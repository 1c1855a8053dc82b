//! PSK-based authentication for the API routes.
//!
//! The key is accepted from `x-api-key` or as a bearer token and compared in
//! constant time.

use axum::{
    extract::Request,
    http::{header, HeaderMap},
    middleware::Next,
    response::{IntoResponse, Response},
};
use subtle::ConstantTimeEq;

use crate::errors::AppError;

/// Header name for the API key.
pub const API_KEY_HEADER: &str = "x-api-key";

/// Middleware body; `expected_psk == None` disables authentication.
pub async fn psk_auth_layer(
    expected_psk: Option<String>,
    request: Request,
    next: Next,
) -> Response {
    match authorize(expected_psk.as_deref(), request.headers()) {
        Ok(()) => next.run(request).await,
        Err(e) => {
            tracing::debug!(path = %request.uri().path(), "Rejected request: {}", e);
            e.into_response()
        }
    }
}

/// Check the request headers against the expected key.
pub fn authorize(expected: Option<&str>, headers: &HeaderMap) -> Result<(), AppError> {
    let Some(expected) = expected else {
        return Ok(());
    };

    match provided_key(headers) {
        Some(provided) if constant_time_compare(provided, expected) => Ok(()),
        Some(_) => Err(AppError::Unauthorized("Invalid API key".to_string())),
        None => Err(AppError::Unauthorized(
            "Missing or invalid API key".to_string(),
        )),
    }
}

/// The API key header wins over the bearer token when both are present.
fn provided_key(headers: &HeaderMap) -> Option<&str> {
    headers
        .get(API_KEY_HEADER)
        .and_then(|v| v.to_str().ok())
        .or_else(|| {
            headers
                .get(header::AUTHORIZATION)
                .and_then(|v| v.to_str().ok())
                .and_then(|s| s.strip_prefix("Bearer "))
        })
}

fn constant_time_compare(a: &str, b: &str) -> bool {
    a.as_bytes().ct_eq(b.as_bytes()).into()
}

------------------------------------------------------------------------

__EXERCISE OBJECTIVE__.
Return, word for word, each line from the one that contains "fn provided_key(headers: &HeaderMap)" through the end of the listing above.

__OUTPUT OF THE TASK__.
fn provided_key(headers: &HeaderMap) -> Option<&str> {
    headers
        .get(API_KEY_HEADER)
        .and_then(|v| v.to_str().ok())
        .or_else(|| {
            headers
                .get(header::AUTHORIZATION)
                .and_then(|v| v.to_str().ok())
                .and_then(|s| s.strip_prefix("Bearer "))
        })
}

fn constant_time_compare(a: &str, b: &str) -> bool {
    a.as_bytes().ct_eq(b.as_bytes()).into()
}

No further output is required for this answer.